[EXERCISE MATERIALS]

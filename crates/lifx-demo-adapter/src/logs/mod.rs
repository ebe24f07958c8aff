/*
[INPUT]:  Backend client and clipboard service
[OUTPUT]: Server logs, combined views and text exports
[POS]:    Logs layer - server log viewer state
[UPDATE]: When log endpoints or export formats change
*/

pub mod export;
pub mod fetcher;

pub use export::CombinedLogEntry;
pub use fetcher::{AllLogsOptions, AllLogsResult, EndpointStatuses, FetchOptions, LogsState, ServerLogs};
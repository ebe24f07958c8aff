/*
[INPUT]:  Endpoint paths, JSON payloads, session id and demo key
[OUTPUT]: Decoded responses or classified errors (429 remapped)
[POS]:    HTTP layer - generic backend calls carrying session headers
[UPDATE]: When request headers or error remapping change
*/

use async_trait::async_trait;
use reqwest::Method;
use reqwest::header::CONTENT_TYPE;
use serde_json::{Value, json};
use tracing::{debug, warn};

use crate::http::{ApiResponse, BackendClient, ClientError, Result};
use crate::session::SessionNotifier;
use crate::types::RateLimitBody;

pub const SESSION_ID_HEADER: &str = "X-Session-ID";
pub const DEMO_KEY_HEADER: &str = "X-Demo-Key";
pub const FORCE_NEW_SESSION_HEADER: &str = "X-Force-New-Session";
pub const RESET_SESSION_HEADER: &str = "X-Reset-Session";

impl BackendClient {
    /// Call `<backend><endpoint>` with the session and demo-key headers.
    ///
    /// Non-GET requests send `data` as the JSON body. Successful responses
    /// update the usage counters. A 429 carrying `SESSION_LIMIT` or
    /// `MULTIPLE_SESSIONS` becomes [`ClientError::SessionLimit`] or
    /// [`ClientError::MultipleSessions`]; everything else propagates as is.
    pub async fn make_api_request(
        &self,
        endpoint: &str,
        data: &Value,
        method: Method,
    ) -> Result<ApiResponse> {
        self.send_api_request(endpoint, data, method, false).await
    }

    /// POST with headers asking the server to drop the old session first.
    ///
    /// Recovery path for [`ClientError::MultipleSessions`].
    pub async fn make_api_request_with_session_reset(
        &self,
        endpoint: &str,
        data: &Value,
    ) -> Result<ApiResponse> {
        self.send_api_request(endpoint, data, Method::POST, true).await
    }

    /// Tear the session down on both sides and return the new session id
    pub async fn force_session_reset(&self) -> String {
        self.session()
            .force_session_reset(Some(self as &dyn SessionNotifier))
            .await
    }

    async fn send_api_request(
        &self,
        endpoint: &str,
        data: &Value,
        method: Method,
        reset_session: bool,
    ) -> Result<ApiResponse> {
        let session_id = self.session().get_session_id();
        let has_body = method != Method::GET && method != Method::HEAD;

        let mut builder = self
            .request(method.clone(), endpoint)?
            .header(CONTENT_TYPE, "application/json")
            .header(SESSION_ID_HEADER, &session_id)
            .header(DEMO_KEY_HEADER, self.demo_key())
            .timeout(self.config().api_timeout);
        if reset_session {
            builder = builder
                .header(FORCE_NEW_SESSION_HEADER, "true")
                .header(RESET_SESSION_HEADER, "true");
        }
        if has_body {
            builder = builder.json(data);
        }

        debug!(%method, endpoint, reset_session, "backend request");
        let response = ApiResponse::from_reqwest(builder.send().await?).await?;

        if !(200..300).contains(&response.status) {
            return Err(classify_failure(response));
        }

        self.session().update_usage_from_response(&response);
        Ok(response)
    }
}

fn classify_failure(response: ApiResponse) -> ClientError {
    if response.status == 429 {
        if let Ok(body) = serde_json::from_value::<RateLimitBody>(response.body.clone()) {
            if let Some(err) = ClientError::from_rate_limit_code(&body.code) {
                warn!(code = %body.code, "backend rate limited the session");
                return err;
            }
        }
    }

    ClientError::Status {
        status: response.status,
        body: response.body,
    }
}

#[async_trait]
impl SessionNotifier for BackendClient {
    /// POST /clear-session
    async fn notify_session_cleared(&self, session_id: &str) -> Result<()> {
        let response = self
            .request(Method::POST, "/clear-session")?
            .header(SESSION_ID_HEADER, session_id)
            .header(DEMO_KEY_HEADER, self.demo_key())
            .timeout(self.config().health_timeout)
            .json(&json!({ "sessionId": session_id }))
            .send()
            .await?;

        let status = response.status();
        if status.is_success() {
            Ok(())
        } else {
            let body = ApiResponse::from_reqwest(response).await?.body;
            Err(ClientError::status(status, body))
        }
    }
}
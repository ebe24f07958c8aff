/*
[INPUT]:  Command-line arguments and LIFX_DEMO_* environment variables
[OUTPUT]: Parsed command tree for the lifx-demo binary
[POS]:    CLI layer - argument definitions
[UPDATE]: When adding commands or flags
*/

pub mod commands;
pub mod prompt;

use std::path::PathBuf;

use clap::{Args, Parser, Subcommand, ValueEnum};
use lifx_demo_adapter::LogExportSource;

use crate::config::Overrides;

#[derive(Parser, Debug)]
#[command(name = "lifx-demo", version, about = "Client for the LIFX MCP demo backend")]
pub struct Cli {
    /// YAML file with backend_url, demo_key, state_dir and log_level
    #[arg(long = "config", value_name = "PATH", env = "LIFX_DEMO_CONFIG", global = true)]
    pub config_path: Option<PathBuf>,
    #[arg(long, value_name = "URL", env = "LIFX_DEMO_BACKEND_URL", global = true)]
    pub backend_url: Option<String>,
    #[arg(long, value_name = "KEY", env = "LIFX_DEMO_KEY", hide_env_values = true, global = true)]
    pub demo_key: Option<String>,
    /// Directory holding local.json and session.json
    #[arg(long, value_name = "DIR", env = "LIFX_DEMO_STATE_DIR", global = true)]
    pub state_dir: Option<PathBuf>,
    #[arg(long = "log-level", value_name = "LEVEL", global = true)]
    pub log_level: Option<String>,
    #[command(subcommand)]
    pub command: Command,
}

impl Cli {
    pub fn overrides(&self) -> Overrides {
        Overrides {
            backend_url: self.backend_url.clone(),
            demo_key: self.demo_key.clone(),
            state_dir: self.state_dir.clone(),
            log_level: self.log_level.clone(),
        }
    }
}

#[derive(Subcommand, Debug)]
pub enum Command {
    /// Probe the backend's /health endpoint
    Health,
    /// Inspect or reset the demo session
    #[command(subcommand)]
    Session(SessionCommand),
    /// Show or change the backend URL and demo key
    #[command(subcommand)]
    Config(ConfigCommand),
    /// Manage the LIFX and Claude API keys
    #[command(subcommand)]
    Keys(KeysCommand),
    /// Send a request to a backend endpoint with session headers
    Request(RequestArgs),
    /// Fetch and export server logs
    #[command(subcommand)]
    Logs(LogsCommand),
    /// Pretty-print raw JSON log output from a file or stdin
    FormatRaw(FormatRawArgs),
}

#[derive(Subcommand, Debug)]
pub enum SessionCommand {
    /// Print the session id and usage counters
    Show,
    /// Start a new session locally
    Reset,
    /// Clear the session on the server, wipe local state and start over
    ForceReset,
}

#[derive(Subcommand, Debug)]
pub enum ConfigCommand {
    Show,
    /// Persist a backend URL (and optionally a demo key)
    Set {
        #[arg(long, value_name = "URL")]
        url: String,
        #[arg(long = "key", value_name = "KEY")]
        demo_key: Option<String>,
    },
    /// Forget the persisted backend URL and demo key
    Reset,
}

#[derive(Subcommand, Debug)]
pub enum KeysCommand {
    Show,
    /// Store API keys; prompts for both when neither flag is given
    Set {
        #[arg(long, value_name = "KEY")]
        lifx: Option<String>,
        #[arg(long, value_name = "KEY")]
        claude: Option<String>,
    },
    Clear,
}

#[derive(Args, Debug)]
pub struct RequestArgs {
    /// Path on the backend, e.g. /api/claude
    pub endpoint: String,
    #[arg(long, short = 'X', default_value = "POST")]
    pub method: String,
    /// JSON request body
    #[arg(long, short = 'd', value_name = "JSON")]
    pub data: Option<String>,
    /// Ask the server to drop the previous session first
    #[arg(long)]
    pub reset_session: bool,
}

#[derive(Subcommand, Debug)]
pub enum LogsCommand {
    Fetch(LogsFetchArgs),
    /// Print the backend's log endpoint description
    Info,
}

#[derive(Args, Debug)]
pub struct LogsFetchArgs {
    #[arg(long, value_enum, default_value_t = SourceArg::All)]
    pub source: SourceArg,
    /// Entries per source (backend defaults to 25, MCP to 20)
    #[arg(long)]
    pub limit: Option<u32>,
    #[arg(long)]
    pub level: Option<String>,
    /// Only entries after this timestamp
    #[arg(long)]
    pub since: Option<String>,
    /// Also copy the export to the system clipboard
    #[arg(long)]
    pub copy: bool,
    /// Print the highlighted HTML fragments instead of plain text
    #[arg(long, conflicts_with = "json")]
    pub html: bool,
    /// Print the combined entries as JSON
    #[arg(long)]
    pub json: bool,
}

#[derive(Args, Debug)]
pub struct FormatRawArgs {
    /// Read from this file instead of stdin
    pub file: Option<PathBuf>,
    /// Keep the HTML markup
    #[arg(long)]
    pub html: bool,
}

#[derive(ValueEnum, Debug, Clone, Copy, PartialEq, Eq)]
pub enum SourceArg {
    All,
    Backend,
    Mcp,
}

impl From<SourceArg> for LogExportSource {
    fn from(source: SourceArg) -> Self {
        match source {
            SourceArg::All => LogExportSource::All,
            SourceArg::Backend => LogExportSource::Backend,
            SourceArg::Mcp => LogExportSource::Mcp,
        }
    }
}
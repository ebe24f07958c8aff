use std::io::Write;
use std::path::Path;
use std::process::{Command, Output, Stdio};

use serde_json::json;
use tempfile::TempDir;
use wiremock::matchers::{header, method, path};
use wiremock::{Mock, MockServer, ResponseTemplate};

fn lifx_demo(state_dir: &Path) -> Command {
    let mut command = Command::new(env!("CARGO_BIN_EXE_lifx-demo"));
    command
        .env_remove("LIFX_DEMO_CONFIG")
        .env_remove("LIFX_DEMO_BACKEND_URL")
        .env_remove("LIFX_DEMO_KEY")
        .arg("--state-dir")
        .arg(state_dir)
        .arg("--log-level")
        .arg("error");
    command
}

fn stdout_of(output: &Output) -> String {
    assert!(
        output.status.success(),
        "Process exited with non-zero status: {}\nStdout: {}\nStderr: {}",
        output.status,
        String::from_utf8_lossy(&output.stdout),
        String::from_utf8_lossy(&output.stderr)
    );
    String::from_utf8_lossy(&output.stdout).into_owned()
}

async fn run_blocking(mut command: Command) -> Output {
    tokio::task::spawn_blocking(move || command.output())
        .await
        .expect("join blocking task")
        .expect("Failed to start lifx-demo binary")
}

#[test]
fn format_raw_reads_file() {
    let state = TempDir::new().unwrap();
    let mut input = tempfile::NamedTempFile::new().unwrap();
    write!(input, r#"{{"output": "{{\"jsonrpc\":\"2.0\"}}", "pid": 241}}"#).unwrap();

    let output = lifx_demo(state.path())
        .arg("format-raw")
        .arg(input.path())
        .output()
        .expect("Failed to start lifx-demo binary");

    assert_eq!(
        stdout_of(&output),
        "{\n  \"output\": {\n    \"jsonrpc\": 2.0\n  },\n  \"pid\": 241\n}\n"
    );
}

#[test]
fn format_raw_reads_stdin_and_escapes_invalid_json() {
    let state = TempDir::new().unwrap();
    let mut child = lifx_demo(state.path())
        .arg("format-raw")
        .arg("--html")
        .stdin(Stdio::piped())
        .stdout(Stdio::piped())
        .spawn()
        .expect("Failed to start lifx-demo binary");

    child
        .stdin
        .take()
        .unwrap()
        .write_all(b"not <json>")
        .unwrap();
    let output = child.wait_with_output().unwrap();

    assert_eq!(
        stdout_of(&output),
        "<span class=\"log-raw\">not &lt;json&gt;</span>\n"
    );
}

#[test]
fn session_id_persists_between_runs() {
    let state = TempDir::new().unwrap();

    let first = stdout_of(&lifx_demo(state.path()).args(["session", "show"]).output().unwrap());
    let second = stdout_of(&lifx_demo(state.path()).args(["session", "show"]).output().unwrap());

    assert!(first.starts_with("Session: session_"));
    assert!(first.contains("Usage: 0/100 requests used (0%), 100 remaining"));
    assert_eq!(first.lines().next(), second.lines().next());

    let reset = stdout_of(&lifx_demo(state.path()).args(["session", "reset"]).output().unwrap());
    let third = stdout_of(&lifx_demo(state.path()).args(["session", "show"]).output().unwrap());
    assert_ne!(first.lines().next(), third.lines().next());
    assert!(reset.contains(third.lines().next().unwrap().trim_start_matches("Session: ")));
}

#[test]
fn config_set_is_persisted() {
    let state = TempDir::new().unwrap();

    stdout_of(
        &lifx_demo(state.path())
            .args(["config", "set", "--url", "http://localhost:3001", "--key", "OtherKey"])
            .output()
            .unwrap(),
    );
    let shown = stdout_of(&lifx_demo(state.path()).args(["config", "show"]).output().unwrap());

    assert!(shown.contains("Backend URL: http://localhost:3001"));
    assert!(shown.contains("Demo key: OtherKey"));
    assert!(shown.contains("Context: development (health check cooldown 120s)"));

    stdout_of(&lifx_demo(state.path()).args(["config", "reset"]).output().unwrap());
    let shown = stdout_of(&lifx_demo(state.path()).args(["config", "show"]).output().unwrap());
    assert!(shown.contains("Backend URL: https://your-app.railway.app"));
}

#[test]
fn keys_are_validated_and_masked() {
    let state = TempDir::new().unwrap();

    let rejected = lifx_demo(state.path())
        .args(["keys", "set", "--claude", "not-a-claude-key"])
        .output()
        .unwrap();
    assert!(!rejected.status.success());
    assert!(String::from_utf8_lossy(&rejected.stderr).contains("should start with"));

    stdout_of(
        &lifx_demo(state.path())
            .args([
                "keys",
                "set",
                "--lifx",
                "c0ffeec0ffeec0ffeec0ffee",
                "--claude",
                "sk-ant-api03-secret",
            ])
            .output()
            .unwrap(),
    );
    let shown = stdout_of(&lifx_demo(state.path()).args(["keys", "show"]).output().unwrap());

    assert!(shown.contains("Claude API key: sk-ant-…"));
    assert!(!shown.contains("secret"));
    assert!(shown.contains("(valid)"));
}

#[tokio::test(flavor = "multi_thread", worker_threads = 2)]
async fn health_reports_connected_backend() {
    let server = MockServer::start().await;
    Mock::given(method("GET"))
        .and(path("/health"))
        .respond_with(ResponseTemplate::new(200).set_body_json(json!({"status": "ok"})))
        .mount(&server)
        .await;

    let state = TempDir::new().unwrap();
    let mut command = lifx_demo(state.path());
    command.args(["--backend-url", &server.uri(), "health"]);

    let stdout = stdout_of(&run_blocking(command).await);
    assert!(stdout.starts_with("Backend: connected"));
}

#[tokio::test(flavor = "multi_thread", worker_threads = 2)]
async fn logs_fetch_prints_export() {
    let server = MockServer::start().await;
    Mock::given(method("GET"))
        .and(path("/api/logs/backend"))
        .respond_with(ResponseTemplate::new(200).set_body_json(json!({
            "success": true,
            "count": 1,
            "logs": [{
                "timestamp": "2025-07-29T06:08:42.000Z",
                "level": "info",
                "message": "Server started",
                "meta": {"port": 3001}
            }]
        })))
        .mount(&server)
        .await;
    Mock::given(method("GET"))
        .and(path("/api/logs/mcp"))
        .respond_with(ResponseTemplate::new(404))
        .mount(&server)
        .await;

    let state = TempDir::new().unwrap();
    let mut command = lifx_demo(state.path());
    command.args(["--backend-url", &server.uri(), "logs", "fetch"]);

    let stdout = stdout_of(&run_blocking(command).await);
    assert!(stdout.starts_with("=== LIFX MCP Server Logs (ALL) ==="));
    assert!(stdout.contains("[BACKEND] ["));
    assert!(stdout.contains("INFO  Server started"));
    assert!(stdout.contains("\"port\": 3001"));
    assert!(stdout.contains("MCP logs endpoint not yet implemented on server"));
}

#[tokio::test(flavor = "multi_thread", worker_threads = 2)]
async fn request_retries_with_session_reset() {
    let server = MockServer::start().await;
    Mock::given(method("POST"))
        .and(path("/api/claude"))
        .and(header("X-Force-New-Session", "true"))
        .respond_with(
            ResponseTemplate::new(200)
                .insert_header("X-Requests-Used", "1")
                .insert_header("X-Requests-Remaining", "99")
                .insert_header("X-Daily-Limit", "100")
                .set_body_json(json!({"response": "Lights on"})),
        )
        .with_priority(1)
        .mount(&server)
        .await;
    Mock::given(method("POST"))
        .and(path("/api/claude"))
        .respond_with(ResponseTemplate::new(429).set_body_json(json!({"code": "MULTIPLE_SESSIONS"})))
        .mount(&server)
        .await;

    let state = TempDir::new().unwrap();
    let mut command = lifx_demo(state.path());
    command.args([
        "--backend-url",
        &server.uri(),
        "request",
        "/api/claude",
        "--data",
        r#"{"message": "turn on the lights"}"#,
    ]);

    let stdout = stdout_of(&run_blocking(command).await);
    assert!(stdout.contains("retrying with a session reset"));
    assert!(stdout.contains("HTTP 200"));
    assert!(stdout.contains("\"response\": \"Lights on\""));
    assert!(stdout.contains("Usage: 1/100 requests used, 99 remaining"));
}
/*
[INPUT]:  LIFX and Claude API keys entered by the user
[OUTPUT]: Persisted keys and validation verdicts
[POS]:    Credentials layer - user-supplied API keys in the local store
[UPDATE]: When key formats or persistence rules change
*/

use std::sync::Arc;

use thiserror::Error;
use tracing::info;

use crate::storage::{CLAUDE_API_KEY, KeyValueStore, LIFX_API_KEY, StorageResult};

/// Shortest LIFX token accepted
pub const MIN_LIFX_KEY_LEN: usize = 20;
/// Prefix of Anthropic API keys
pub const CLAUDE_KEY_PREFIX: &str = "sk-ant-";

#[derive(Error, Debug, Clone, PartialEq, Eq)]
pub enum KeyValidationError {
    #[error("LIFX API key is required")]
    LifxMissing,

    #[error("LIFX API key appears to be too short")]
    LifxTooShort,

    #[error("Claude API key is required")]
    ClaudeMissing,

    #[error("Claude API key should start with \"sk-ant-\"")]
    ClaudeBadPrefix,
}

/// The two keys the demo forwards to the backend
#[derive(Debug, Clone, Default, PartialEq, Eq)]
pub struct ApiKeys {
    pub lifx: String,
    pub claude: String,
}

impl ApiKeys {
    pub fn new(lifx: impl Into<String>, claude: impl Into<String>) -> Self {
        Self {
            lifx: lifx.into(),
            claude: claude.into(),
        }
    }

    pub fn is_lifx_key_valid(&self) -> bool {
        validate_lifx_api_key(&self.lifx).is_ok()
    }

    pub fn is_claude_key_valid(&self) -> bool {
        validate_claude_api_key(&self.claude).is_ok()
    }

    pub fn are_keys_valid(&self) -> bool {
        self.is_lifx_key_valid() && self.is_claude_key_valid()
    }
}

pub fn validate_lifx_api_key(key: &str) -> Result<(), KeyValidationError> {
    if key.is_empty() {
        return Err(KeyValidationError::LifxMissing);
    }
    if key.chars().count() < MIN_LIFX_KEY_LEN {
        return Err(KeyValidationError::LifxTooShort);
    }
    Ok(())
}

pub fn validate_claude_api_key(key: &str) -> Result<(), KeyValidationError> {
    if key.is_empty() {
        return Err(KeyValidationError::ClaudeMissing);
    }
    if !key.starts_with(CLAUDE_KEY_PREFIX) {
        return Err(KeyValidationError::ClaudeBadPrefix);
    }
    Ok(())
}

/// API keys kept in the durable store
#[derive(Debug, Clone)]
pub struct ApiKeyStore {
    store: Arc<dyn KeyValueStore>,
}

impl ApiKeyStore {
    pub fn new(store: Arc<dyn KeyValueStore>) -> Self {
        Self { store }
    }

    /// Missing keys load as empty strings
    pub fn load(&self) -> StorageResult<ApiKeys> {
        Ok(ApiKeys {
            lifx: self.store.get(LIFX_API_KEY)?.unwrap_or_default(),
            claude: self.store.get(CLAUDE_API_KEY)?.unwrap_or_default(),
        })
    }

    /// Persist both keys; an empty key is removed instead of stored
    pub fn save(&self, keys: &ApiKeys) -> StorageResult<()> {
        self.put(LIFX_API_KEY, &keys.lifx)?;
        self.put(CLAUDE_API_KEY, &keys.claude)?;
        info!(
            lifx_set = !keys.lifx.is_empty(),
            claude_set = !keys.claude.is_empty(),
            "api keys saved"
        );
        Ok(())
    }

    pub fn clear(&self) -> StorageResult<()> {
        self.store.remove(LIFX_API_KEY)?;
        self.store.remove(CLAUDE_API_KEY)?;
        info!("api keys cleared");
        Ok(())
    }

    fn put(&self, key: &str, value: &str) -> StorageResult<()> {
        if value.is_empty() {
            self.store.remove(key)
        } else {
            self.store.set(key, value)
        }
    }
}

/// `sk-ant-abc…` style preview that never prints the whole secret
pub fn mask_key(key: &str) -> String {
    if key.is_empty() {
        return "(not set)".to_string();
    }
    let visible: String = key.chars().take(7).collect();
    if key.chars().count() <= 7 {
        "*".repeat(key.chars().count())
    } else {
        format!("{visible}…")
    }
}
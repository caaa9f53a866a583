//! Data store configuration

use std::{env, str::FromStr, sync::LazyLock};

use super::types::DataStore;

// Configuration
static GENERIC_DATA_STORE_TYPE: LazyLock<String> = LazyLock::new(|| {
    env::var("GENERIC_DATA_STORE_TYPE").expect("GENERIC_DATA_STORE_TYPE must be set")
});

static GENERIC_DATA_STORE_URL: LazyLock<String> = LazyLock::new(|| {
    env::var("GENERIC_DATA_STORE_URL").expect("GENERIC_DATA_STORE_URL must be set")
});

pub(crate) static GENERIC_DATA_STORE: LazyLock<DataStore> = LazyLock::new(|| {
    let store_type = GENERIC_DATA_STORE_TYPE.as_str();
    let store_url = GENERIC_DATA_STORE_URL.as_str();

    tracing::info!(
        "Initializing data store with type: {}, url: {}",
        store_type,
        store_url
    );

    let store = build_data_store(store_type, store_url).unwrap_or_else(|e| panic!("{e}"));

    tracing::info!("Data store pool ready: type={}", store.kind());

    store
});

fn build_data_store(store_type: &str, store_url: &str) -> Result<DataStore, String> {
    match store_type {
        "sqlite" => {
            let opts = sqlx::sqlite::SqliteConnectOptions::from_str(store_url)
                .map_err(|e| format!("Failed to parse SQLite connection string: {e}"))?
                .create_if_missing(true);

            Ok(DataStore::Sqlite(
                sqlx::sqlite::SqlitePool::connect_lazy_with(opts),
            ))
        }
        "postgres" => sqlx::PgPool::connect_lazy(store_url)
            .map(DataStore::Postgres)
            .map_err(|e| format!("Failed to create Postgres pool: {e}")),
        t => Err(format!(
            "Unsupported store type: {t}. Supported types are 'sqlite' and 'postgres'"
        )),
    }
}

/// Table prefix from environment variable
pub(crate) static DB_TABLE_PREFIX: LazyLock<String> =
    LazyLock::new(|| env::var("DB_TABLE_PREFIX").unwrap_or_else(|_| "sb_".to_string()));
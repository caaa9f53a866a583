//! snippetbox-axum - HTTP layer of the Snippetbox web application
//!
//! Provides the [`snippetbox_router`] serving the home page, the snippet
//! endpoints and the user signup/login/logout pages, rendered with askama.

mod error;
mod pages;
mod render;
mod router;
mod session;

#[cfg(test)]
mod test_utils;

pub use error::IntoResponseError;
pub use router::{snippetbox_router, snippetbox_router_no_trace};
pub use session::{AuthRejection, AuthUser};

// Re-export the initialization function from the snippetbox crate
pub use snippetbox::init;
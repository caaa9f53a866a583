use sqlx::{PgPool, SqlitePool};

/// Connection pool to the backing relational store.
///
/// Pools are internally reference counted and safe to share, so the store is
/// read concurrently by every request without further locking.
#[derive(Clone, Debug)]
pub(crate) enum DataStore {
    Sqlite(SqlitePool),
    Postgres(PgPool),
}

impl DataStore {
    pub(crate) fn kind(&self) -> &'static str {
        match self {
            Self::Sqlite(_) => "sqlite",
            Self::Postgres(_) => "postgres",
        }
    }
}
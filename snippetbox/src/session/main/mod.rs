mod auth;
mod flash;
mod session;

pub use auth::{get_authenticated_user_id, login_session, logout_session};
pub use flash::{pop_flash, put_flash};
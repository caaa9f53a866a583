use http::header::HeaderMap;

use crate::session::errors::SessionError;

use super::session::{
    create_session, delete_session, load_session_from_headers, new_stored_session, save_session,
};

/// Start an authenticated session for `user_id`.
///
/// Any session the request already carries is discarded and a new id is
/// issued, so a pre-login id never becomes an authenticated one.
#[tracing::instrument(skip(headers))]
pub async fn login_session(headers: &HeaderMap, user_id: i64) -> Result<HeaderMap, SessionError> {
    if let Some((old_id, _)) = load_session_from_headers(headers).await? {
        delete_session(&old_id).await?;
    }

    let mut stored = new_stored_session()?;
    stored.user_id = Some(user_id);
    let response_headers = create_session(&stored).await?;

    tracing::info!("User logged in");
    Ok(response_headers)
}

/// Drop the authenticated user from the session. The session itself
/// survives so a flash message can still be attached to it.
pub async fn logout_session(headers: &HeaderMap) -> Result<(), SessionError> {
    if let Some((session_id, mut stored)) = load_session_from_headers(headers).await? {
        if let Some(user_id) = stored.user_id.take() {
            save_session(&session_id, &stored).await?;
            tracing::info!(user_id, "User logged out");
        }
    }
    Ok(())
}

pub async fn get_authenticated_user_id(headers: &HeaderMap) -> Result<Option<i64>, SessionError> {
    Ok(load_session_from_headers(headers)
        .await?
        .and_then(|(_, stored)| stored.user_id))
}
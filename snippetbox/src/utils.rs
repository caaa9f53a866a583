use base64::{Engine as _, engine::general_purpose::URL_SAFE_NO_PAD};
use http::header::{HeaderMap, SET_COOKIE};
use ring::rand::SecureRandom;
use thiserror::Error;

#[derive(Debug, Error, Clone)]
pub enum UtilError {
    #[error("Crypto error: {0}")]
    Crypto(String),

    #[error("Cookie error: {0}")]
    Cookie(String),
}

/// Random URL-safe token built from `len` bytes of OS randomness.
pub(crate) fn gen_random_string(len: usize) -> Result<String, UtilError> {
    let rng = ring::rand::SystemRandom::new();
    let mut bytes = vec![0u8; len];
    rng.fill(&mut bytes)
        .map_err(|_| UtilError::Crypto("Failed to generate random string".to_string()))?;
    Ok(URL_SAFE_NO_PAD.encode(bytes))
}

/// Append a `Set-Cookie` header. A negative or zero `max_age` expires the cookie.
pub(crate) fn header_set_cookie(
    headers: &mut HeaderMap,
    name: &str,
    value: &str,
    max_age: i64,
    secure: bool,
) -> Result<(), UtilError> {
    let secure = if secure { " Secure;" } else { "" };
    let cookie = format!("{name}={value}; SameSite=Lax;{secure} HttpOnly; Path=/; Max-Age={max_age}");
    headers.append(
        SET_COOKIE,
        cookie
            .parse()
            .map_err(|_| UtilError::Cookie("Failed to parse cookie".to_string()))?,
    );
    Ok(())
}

[WHAT IS REQUIRED]
Your answer should be the lines above that contain the word "PathBuf", copied out.

[WRITTEN SOLUTION]
use std::path::PathBuf;
    pub config_path: Option<PathBuf>,
    pub state_dir: Option<PathBuf>,
    pub file: Option<PathBuf>,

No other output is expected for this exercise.